PROBLEM TO WORK ON =>
Look through the records below, and copy out every line that holds the string "stored".

AVAILABLE DATA =>
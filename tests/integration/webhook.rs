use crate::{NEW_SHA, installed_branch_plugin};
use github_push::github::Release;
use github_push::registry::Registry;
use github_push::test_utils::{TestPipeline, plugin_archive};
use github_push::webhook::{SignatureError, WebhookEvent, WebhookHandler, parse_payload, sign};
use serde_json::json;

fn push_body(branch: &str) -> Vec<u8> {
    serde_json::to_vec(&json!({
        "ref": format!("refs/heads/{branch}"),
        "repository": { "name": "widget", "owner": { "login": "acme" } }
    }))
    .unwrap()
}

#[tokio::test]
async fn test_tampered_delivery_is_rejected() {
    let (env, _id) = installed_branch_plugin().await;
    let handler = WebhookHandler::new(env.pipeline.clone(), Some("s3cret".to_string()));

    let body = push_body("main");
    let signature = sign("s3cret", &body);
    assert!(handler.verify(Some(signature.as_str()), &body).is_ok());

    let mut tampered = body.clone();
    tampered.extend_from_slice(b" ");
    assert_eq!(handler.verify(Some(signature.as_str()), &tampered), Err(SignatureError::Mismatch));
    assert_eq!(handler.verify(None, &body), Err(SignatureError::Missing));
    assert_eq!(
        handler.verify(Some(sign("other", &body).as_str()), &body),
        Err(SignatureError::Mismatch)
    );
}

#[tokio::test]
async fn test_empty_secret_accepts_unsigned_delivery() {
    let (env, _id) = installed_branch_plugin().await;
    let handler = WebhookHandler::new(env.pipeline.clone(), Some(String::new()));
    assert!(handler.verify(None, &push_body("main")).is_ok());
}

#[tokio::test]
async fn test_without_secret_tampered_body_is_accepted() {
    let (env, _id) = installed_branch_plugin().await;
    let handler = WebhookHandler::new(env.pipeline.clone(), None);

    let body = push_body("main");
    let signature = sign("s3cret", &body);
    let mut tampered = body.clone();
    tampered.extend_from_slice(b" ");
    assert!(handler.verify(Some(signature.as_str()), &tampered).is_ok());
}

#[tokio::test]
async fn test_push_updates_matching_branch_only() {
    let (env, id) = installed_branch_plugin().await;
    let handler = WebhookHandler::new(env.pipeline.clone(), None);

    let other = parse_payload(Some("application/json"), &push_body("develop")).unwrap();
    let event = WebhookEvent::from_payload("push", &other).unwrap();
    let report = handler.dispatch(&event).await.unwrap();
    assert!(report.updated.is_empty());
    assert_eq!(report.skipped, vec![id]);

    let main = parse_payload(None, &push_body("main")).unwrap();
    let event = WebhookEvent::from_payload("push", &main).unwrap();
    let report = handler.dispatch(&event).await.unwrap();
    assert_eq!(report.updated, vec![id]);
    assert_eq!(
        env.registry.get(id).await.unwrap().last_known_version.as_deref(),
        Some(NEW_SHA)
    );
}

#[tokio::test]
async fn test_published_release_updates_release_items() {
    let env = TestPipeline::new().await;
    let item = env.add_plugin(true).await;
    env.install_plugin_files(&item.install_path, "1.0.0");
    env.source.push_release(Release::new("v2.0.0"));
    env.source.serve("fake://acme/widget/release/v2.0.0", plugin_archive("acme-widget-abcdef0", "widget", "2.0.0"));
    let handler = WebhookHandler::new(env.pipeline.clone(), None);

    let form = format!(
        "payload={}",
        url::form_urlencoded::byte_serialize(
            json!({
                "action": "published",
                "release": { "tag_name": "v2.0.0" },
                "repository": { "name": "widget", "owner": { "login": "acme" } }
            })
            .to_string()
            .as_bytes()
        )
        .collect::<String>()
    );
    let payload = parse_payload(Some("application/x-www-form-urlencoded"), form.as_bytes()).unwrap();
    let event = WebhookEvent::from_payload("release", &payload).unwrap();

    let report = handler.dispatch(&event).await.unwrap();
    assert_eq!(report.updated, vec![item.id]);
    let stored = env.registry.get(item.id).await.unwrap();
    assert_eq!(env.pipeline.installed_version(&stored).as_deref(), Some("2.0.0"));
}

OUTPUT OF THE EXERCISE =>
    let stored = env.registry.get(item.id).await.unwrap();
    assert_eq!(env.pipeline.installed_version(&stored).as_deref(), Some("2.0.0"));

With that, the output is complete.